= YOUR ASSIGNMENT =
Whenever the string "scheme" appears in a line below, please copy the line out.
MATERIAL FOR THIS EXERCISE section start
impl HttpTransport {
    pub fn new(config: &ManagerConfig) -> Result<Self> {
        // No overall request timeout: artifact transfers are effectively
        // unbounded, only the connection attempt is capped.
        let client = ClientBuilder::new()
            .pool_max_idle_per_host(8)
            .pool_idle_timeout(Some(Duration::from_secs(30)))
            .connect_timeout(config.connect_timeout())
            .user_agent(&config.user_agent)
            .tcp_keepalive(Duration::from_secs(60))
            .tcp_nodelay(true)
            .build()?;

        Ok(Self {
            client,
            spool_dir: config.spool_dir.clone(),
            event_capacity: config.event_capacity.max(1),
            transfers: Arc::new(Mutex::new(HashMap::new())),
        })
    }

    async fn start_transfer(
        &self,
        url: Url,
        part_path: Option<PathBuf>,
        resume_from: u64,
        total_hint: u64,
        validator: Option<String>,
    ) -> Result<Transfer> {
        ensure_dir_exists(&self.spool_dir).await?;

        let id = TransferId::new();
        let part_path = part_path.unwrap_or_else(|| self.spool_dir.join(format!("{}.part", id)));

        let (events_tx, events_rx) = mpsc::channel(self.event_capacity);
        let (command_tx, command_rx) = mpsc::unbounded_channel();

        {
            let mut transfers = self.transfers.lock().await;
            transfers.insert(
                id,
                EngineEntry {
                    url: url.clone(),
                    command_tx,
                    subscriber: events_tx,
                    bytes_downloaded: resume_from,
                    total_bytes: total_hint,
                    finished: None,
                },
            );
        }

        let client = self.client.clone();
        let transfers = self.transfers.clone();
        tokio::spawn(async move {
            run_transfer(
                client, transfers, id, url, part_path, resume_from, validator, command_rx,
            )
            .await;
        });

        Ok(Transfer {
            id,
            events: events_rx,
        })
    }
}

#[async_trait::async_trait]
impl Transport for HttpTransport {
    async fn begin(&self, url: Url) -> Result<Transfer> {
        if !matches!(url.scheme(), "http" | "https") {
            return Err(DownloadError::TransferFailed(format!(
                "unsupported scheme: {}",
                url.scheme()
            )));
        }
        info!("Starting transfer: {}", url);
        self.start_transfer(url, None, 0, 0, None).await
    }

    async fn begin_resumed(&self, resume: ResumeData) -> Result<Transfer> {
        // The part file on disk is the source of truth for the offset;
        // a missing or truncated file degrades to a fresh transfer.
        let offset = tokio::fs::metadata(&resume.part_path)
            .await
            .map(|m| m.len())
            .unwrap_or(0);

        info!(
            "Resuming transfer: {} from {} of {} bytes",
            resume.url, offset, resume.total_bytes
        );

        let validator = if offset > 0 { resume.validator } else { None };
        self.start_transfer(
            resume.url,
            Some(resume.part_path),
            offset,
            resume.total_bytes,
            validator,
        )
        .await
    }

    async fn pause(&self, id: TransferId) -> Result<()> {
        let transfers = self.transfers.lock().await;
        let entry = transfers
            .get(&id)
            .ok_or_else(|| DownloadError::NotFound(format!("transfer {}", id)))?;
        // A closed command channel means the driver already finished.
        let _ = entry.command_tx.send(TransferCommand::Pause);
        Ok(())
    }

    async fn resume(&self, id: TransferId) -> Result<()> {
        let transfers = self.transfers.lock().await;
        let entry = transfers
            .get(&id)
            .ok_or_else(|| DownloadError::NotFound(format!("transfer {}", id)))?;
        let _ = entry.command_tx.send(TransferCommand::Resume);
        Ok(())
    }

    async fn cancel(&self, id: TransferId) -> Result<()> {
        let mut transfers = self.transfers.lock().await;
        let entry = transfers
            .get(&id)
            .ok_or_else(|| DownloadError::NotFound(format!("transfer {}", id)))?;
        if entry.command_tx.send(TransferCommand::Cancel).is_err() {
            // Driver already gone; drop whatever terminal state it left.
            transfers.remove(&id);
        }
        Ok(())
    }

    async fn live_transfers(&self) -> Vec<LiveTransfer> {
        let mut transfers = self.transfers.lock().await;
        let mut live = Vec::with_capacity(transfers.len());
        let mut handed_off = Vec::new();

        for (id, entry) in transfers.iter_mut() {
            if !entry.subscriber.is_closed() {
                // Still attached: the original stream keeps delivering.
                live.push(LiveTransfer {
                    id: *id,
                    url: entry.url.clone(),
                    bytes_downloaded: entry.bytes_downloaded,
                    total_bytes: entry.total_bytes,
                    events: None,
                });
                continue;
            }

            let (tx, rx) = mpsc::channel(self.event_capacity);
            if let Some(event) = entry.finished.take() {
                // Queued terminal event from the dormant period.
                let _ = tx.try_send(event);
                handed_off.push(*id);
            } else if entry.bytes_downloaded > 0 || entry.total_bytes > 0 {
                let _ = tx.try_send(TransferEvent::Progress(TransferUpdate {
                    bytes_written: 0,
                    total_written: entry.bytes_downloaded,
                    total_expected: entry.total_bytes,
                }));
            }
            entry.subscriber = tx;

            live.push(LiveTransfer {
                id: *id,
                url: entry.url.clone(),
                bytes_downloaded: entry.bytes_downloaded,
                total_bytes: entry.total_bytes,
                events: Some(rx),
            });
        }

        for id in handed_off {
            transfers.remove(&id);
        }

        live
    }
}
MATERIAL FOR THIS EXERCISE section end
= ANSWER BOX =
        if !matches!(url.scheme(), "http" | "https") {
                "unsupported scheme: {}",
                url.scheme()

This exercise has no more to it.